> [Work to be completed] The records appear below. Repeat them exactly.

> [Entries supplied]
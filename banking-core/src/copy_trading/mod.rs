//! Copy-trading catalog and tickets.

use banking::model::session::SessionMode;
use banking::model::trader::{MonthlyPnl, Trader};
use banking::BankingError;
use chrono::{DateTime, Utc};
use log::info;
use serde::{Deserialize, Serialize};
use uuid::Uuid;

struct TraderSeed {
    id: u32,
    name: &'static str,
    username: &'static str,
    monthly_pnl: f64,
    total_pnl: f64,
    sharpe_ratio: f64,
    win_rate: u8,
    total_trades: u32,
    followers: u64,
    copy_range: (f64, f64),
    strategy: &'static str,
    risk_level: &'static str,
    is_verified: bool,
    is_active: bool,
    performance: [f64; 6],
    link: Option<&'static str>,
}

const MONTHS: [&str; 6] = ["Jan", "Feb", "Mar", "Apr", "May", "Jun"];

impl TraderSeed {
    fn build(&self) -> Trader {
        Trader {
            id: self.id,
            name: self.name.to_string(),
            username: self.username.to_string(),
            monthly_pnl: self.monthly_pnl,
            total_pnl: self.total_pnl,
            sharpe_ratio: self.sharpe_ratio,
            win_rate: self.win_rate,
            total_trades: self.total_trades,
            followers: self.followers,
            min_copy_amount: self.copy_range.0,
            max_copy_amount: self.copy_range.1,
            strategy: self.strategy.to_string(),
            risk_level: self.risk_level.to_string(),
            is_verified: self.is_verified,
            is_active: self.is_active,
            performance: MONTHS
                .iter()
                .zip(self.performance)
                .map(|(month, pnl)| MonthlyPnl {
                    month: month.to_string(),
                    pnl,
                })
                .collect(),
            link: self.link.map(str::to_string),
        }
    }
}

const DEMO_TRADERS: [TraderSeed; 4] = [
    TraderSeed {
        id: 1,
        name: "Alex Chen",
        username: "@alex_crypto",
        monthly_pnl: 2847.50,
        total_pnl: 15680.25,
        sharpe_ratio: 2.8,
        win_rate: 78,
        total_trades: 156,
        followers: 1247,
        copy_range: (100.0, 10_000.0),
        strategy: "Momentum Trading",
        risk_level: "Medium",
        is_verified: true,
        is_active: true,
        performance: [1200.0, -450.0, 2100.0, 1800.0, 3200.0, 2847.0],
        link: None,
    },
    TraderSeed {
        id: 2,
        name: "Sarah Williams",
        username: "@sarah_defi",
        monthly_pnl: 1890.75,
        total_pnl: 8920.50,
        sharpe_ratio: 3.2,
        win_rate: 85,
        total_trades: 89,
        followers: 892,
        copy_range: (250.0, 5_000.0),
        strategy: "DeFi Yield Farming",
        risk_level: "Low",
        is_verified: true,
        is_active: true,
        performance: [800.0, 1200.0, 950.0, 1400.0, 1600.0, 1890.0],
        link: None,
    },
    TraderSeed {
        id: 3,
        name: "Mike Rodriguez",
        username: "@mike_scalper",
        monthly_pnl: 4250.00,
        total_pnl: 22450.75,
        sharpe_ratio: 1.9,
        win_rate: 65,
        total_trades: 342,
        followers: 2156,
        copy_range: (500.0, 15_000.0),
        strategy: "High-Frequency Scalping",
        risk_level: "High",
        is_verified: true,
        is_active: true,
        performance: [2800.0, -1200.0, 4500.0, 3200.0, 5800.0, 4250.0],
        link: None,
    },
    TraderSeed {
        id: 4,
        name: "Emma Thompson",
        username: "@emma_arbitrage",
        monthly_pnl: 1650.25,
        total_pnl: 9870.00,
        sharpe_ratio: 4.1,
        win_rate: 92,
        total_trades: 67,
        followers: 567,
        copy_range: (100.0, 3_000.0),
        strategy: "Arbitrage & MEV",
        risk_level: "Low",
        is_verified: true,
        is_active: false,
        performance: [1200.0, 1400.0, 1100.0, 1600.0, 1800.0, 1650.0],
        link: None,
    },
];

const LIVE_TRADER: TraderSeed = TraderSeed {
    id: 99,
    name: "James Wynn",
    username: "@jameswynnreal",
    monthly_pnl: -100_000_000.0,
    total_pnl: 0.0,
    sharpe_ratio: -3.14,
    win_rate: 50,
    total_trades: 0,
    followers: 500_000,
    copy_range: (1.0, 10_000_000_000.0),
    strategy: "Speculative Trading",
    risk_level: "Very High",
    is_verified: false,
    is_active: true,
    performance: [0.0; 6],
    link: Some("https://x.com/jameswynnreal?lang=en"),
};

/// Traders offered in the given mode.
pub fn traders_for(mode: SessionMode) -> Vec<Trader> {
    match mode {
        SessionMode::Demo => DEMO_TRADERS.iter().map(TraderSeed::build).collect(),
        SessionMode::Live => vec![LIVE_TRADER.build()],
    }
}

pub fn find_trader(mode: SessionMode, id: u32) -> Option<Trader> {
    traders_for(mode).into_iter().find(|t| t.id == id)
}

/// Monthly PnL is quoted per 10 000 copied.
pub fn expected_monthly_return(amount: f64, monthly_pnl: f64) -> f64 {
    amount * monthly_pnl / 10_000.0
}

/// A request to mirror a trader's positions with a fixed amount.
#[derive(Debug, Clone, PartialEq, Serialize, Deserialize)]
pub struct CopyTradeTicket {
    pub id: Uuid,
    pub trader_id: u32,
    pub trader_name: String,
    pub amount: f64,
    pub expected_monthly_return: f64,
    pub opened_at: DateTime<Utc>,
}

impl CopyTradeTicket {
    pub fn open(trader: &Trader, raw_amount: &str) -> Result<Self, BankingError> {
        if !trader.is_active {
            return Err(BankingError::InvalidInput(format!(
                "{} is not accepting copiers",
                trader.name
            )));
        }

        let amount: f64 = raw_amount
            .trim()
            .parse::<f64>()
            .ok()
            .filter(|a| a.is_finite())
            .ok_or_else(|| {
                BankingError::InvalidInput(format!("'{}' is not a valid amount", raw_amount.trim()))
            })?;
        if !trader.accepts(amount) {
            return Err(BankingError::InvalidInput(format!(
                "amount must be between {:.2} and {:.2}",
                trader.min_copy_amount, trader.max_copy_amount
            )));
        }

        let ticket = Self {
            id: Uuid::new_v4(),
            trader_id: trader.id,
            trader_name: trader.name.clone(),
            amount,
            expected_monthly_return: expected_monthly_return(amount, trader.monthly_pnl),
            opened_at: Utc::now(),
        };
        info!(
            "Copy ticket {} opened: {:.2} on {} ({})",
            ticket.id, amount, trader.name, trader.username
        );
        Ok(ticket)
    }
}

#[cfg(test)]
mod tests {
    use super::*;

    #[test]
    fn test_catalog_per_mode() {
        let demo = traders_for(SessionMode::Demo);
        assert_eq!(demo.len(), 4);
        assert_eq!(demo[0].initials(), "AC");
        assert_eq!(demo[2].performance[1].pnl, -1200.0);

        let live = traders_for(SessionMode::Live);
        assert_eq!(live.len(), 1);
        assert_eq!(live[0].id, 99);
        assert!(live[0].link.is_some());
    }

    #[test]
    fn test_open_ticket() {
        let alex = find_trader(SessionMode::Demo, 1).unwrap();
        let ticket = CopyTradeTicket::open(&alex, "1000").unwrap();
        assert_eq!(ticket.trader_id, 1);
        assert!((ticket.expected_monthly_return - 284.75).abs() < 1e-9);
    }

    #[test]
    fn test_open_ticket_rejections() {
        let sarah = find_trader(SessionMode::Demo, 2).unwrap();
        for raw in ["", "abc", "100", "5000.01", "inf"] {
            assert!(
                matches!(CopyTradeTicket::open(&sarah, raw), Err(BankingError::InvalidInput(_))),
                "{:?} should be rejected",
                raw
            );
        }
        assert!(CopyTradeTicket::open(&sarah, "250").is_ok());

        let emma = find_trader(SessionMode::Demo, 4).unwrap();
        assert!(CopyTradeTicket::open(&emma, "500").is_err());
    }
}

> [Output]
filename banking-core/src/copy_trading/mod.rs
//! Copy-trading catalog and tickets.

use banking::model::session::SessionMode;
use banking::model::trader::{MonthlyPnl, Trader};
use banking::BankingError;
use chrono::{DateTime, Utc};
use log::info;
use serde::{Deserialize, Serialize};
use uuid::Uuid;

struct TraderSeed {
    id: u32,
    name: &'static str,
    username: &'static str,
    monthly_pnl: f64,
    total_pnl: f64,
    sharpe_ratio: f64,
    win_rate: u8,
    total_trades: u32,
    followers: u64,
    copy_range: (f64, f64),
    strategy: &'static str,
    risk_level: &'static str,
    is_verified: bool,
    is_active: bool,
    performance: [f64; 6],
    link: Option<&'static str>,
}

const MONTHS: [&str; 6] = ["Jan", "Feb", "Mar", "Apr", "May", "Jun"];

impl TraderSeed {
    fn build(&self) -> Trader {
        Trader {
            id: self.id,
            name: self.name.to_string(),
            username: self.username.to_string(),
            monthly_pnl: self.monthly_pnl,
            total_pnl: self.total_pnl,
            sharpe_ratio: self.sharpe_ratio,
            win_rate: self.win_rate,
            total_trades: self.total_trades,
            followers: self.followers,
            min_copy_amount: self.copy_range.0,
            max_copy_amount: self.copy_range.1,
            strategy: self.strategy.to_string(),
            risk_level: self.risk_level.to_string(),
            is_verified: self.is_verified,
            is_active: self.is_active,
            performance: MONTHS
                .iter()
                .zip(self.performance)
                .map(|(month, pnl)| MonthlyPnl {
                    month: month.to_string(),
                    pnl,
                })
                .collect(),
            link: self.link.map(str::to_string),
        }
    }
}

const DEMO_TRADERS: [TraderSeed; 4] = [
    TraderSeed {
        id: 1,
        name: "Alex Chen",
        username: "@alex_crypto",
        monthly_pnl: 2847.50,
        total_pnl: 15680.25,
        sharpe_ratio: 2.8,
        win_rate: 78,
        total_trades: 156,
        followers: 1247,
        copy_range: (100.0, 10_000.0),
        strategy: "Momentum Trading",
        risk_level: "Medium",
        is_verified: true,
        is_active: true,
        performance: [1200.0, -450.0, 2100.0, 1800.0, 3200.0, 2847.0],
        link: None,
    },
    TraderSeed {
        id: 2,
        name: "Sarah Williams",
        username: "@sarah_defi",
        monthly_pnl: 1890.75,
        total_pnl: 8920.50,
        sharpe_ratio: 3.2,
        win_rate: 85,
        total_trades: 89,
        followers: 892,
        copy_range: (250.0, 5_000.0),
        strategy: "DeFi Yield Farming",
        risk_level: "Low",
        is_verified: true,
        is_active: true,
        performance: [800.0, 1200.0, 950.0, 1400.0, 1600.0, 1890.0],
        link: None,
    },
    TraderSeed {
        id: 3,
        name: "Mike Rodriguez",
        username: "@mike_scalper",
        monthly_pnl: 4250.00,
        total_pnl: 22450.75,
        sharpe_ratio: 1.9,
        win_rate: 65,
        total_trades: 342,
        followers: 2156,
        copy_range: (500.0, 15_000.0),
        strategy: "High-Frequency Scalping",
        risk_level: "High",
        is_verified: true,
        is_active: true,
        performance: [2800.0, -1200.0, 4500.0, 3200.0, 5800.0, 4250.0],
        link: None,
    },
    TraderSeed {
        id: 4,
        name: "Emma Thompson",
        username: "@emma_arbitrage",
        monthly_pnl: 1650.25,
        total_pnl: 9870.00,
        sharpe_ratio: 4.1,
        win_rate: 92,
        total_trades: 67,
        followers: 567,
        copy_range: (100.0, 3_000.0),
        strategy: "Arbitrage & MEV",
        risk_level: "Low",
        is_verified: true,
        is_active: false,
        performance: [1200.0, 1400.0, 1100.0, 1600.0, 1800.0, 1650.0],
        link: None,
    },
];

const LIVE_TRADER: TraderSeed = TraderSeed {
    id: 99,
    name: "James Wynn",
    username: "@jameswynnreal",
    monthly_pnl: -100_000_000.0,
    total_pnl: 0.0,
    sharpe_ratio: -3.14,
    win_rate: 50,
    total_trades: 0,
    followers: 500_000,
    copy_range: (1.0, 10_000_000_000.0),
    strategy: "Speculative Trading",
    risk_level: "Very High",
    is_verified: false,
    is_active: true,
    performance: [0.0; 6],
    link: Some("https://x.com/jameswynnreal?lang=en"),
};

/// Traders offered in the given mode.
pub fn traders_for(mode: SessionMode) -> Vec<Trader> {
    match mode {
        SessionMode::Demo => DEMO_TRADERS.iter().map(TraderSeed::build).collect(),
        SessionMode::Live => vec![LIVE_TRADER.build()],
    }
}

pub fn find_trader(mode: SessionMode, id: u32) -> Option<Trader> {
    traders_for(mode).into_iter().find(|t| t.id == id)
}

/// Monthly PnL is quoted per 10 000 copied.
pub fn expected_monthly_return(amount: f64, monthly_pnl: f64) -> f64 {
    amount * monthly_pnl / 10_000.0
}

/// A request to mirror a trader's positions with a fixed amount.
#[derive(Debug, Clone, PartialEq, Serialize, Deserialize)]
pub struct CopyTradeTicket {
    pub id: Uuid,
    pub trader_id: u32,
    pub trader_name: String,
    pub amount: f64,
    pub expected_monthly_return: f64,
    pub opened_at: DateTime<Utc>,
}

impl CopyTradeTicket {
    pub fn open(trader: &Trader, raw_amount: &str) -> Result<Self, BankingError> {
        if !trader.is_active {
            return Err(BankingError::InvalidInput(format!(
                "{} is not accepting copiers",
                trader.name
            )));
        }

        let amount: f64 = raw_amount
            .trim()
            .parse::<f64>()
            .ok()
            .filter(|a| a.is_finite())
            .ok_or_else(|| {
                BankingError::InvalidInput(format!("'{}' is not a valid amount", raw_amount.trim()))
            })?;
        if !trader.accepts(amount) {
            return Err(BankingError::InvalidInput(format!(
                "amount must be between {:.2} and {:.2}",
                trader.min_copy_amount, trader.max_copy_amount
            )));
        }

        let ticket = Self {
            id: Uuid::new_v4(),
            trader_id: trader.id,
            trader_name: trader.name.clone(),
            amount,
            expected_monthly_return: expected_monthly_return(amount, trader.monthly_pnl),
            opened_at: Utc::now(),
        };
        info!(
            "Copy ticket {} opened: {:.2} on {} ({})",
            ticket.id, amount, trader.name, trader.username
        );
        Ok(ticket)
    }
}

#[cfg(test)]
mod tests {
    use super::*;

    #[test]
    fn test_catalog_per_mode() {
        let demo = traders_for(SessionMode::Demo);
        assert_eq!(demo.len(), 4);
        assert_eq!(demo[0].initials(), "AC");
        assert_eq!(demo[2].performance[1].pnl, -1200.0);

        let live = traders_for(SessionMode::Live);
        assert_eq!(live.len(), 1);
        assert_eq!(live[0].id, 99);
        assert!(live[0].link.is_some());
    }

    #[test]
    fn test_open_ticket() {
        let alex = find_trader(SessionMode::Demo, 1).unwrap();
        let ticket = CopyTradeTicket::open(&alex, "1000").unwrap();
        assert_eq!(ticket.trader_id, 1);
        assert!((ticket.expected_monthly_return - 284.75).abs() < 1e-9);
    }

    #[test]
    fn test_open_ticket_rejections() {
        let sarah = find_trader(SessionMode::Demo, 2).unwrap();
        for raw in ["", "abc", "100", "5000.01", "inf"] {
            assert!(
                matches!(CopyTradeTicket::open(&sarah, raw), Err(BankingError::InvalidInput(_))),
                "{:?} should be rejected",
                raw
            );
        }
        assert!(CopyTradeTicket::open(&sarah, "250").is_ok());

        let emma = find_trader(SessionMode::Demo, 4).unwrap();
        assert!(CopyTradeTicket::open(&emma, "500").is_err());
    }
}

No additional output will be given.